Mechanisms of action of calcium-mobilizing agonists: some variations on a young theme

Abstract

It is now accepted that many hormones and neurotransmitters exert their effects through G protein-mediated activation of a phospholipase C, which breaks down phosphatidylinositol bisphosphate. This releases inositol trisphosphate, which mobilizes intracellular calcium, and diacylglycerol, which, in turn, activates protein kinase C. However, recent evidence indicates that other mechanisms are involved. In some cells, the increases in cytosolic calcium elicited within 1-2 s by high concentrations of agonists or at later times by low, physiological concentrations of agonists occur without any detectable changes in inositol phosphates and calcium mobilization, and result from the opening of plasma membrane channels that are permeable to Ca2+. This response appears to be mediated more directly by G proteins.

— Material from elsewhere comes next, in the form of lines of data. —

//! Pluggable I/O backends
//!
//! Each network primitive sits behind an object-safe trait so lookups can run
//! against real sockets or against in-memory stubs.

use async_trait::async_trait;
use std::fmt;
use std::io;
use std::net::IpAddr;
use std::time::{Duration, Instant};
use thiserror::Error;

/// One WHOIS round trip over TCP
#[async_trait]
pub trait WhoisConnector: Send + Sync {
    /// Connect, send `query`, and read until the server closes the connection
    async fn exchange(
        &self,
        server: &str,
        port: u16,
        query: &str,
        timeout: Duration,
    ) -> io::Result<Vec<u8>>;
}

/// HTTP request method
#[derive(Debug, Clone, Copy, PartialEq, Eq, Default)]
pub enum HttpMethod {
    #[default]
    Get,
    Post,
}

impl fmt::Display for HttpMethod {
    fn fmt(&self, f: &mut fmt::Formatter<'_>) -> fmt::Result {
        match self {
            HttpMethod::Get => f.write_str("GET"),
            HttpMethod::Post => f.write_str("POST"),
        }
    }
}

/// A single HTTP request
#[derive(Debug, Clone, PartialEq, Eq, Default)]
pub struct HttpRequest {
    pub url: String,
    pub method: HttpMethod,
    pub headers: Vec<(String, String)>,
    /// URL-encoded form body
    pub form: Option<Vec<(String, String)>>,
}

impl HttpRequest {
    /// GET request with no extra headers
    pub fn get(url: impl Into<String>) -> Self {
        Self {
            url: url.into(),
            ..Default::default()
        }
    }

    /// Add a header
    pub fn header(mut self, name: impl Into<String>, value: impl Into<String>) -> Self {
        self.headers.push((name.into(), value.into()));
        self
    }
}

/// Status and body of an HTTP response
#[derive(Debug, Clone, PartialEq, Eq)]
pub struct HttpReply {
    pub status: u16,
    pub body: Vec<u8>,
}

impl HttpReply {
    /// Reply with the given status and text body
    pub fn new(status: u16, body: impl Into<Vec<u8>>) -> Self {
        Self {
            status,
            body: body.into(),
        }
    }

    /// True for 2xx statuses
    pub fn is_success(&self) -> bool {
        (200..300).contains(&self.status)
    }
}

/// HTTP transport failures (no response received)
#[derive(Error, Debug, Clone, PartialEq, Eq)]
pub enum FetchError {
    /// Request timed out
    #[error("request timed out")]
    Timeout,

    /// Connection or protocol failure
    #[error("{0}")]
    Transport(String),
}

/// Performs HTTP requests
#[async_trait]
pub trait HttpFetcher: Send + Sync {
    async fn fetch(&self, request: &HttpRequest) -> Result<HttpReply, FetchError>;
}

/// DNS failure classes
#[derive(Error, Debug, Clone, PartialEq, Eq)]
pub enum DnsFailure {
    #[error("NXDOMAIN")]
    NxDomain,

    #[error("NoNameservers")]
    NoNameservers,

    #[error("NoAnswer")]
    NoAnswer,

    #[error("Timeout")]
    Timeout,

    #[error("{0}")]
    Other(String),
}

/// TXT and PTR lookups
#[async_trait]
pub trait DnsBackend: Send + Sync {
    /// TXT records for `name`, each record's strings concatenated
    async fn txt(&self, name: &str) -> Result<Vec<String>, DnsFailure>;

    /// PTR names for an address, without the trailing dot
    async fn reverse(&self, addr: IpAddr) -> Result<Vec<String>, DnsFailure>;
}

/// Time source for retry sleeps and rate-limit windows
#[async_trait]
pub trait Clock: Send + Sync {
    fn now(&self) -> Instant;

    async fn sleep(&self, duration: Duration);
}
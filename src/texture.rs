use std::io;
use std::path::Path;

/// External texture-encoding collaborator.
///
/// Mirrors the original tooling's `libahff` native call: turning a decoded
/// `Texture2D` object's raw pixel buffer into an on-disk image is delegated
/// to whatever encoder the caller has available, rather than bundled here.
pub trait TextureEncoder {
    /// Encodes `data` (in the engine's native texture format `format`, at
    /// `width` x `height`) and writes the result to `out_path`.
    fn encode(&self, format: i32, width: i32, height: i32, data: &[u8], out_path: &Path) -> io::Result<()>;
}
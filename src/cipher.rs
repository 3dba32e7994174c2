/// External decryption collaborator for the encrypted envelope.
///
/// The original tooling this format comes from loads a native library at
/// runtime (`ctypes.cdll.LoadLibrary`) and calls into it for the proprietary
/// cipher. This crate has no business linking that library, so the contract
/// is expressed as a trait: callers that have the primitive register an
/// implementation, callers that don't get [`crate::Error::CipherUnavailable`]
/// instead of a missing-symbol crash.
pub trait CipherPrimitive {
    /// Decrypts `buf` in place.
    fn decrypt(&self, buf: &mut [u8]);
}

These findings question the postulated roles of inositol phosphates and calcium mobilization in the stimulation of calcium influx. Measurements of the mass and fatty acid composition of the inositol phospholipids and of the diacylglycerol and phosphatidic acid generated by agonists in several cell types indicate that phosphatidylinositol bisphosphate is probably a minor source of these lipids. On the other hand, measurements of phosphatidylcholine, choline, and phosphocholine indicate that this phospholipid is a major source, and that its breakdown involves both phospholipase C and D. These findings indicate that phosphatidylcholine breakdown may be more important than phosphoinositide hydrolysis in the regulation of protein kinase C and perhaps other cell functions.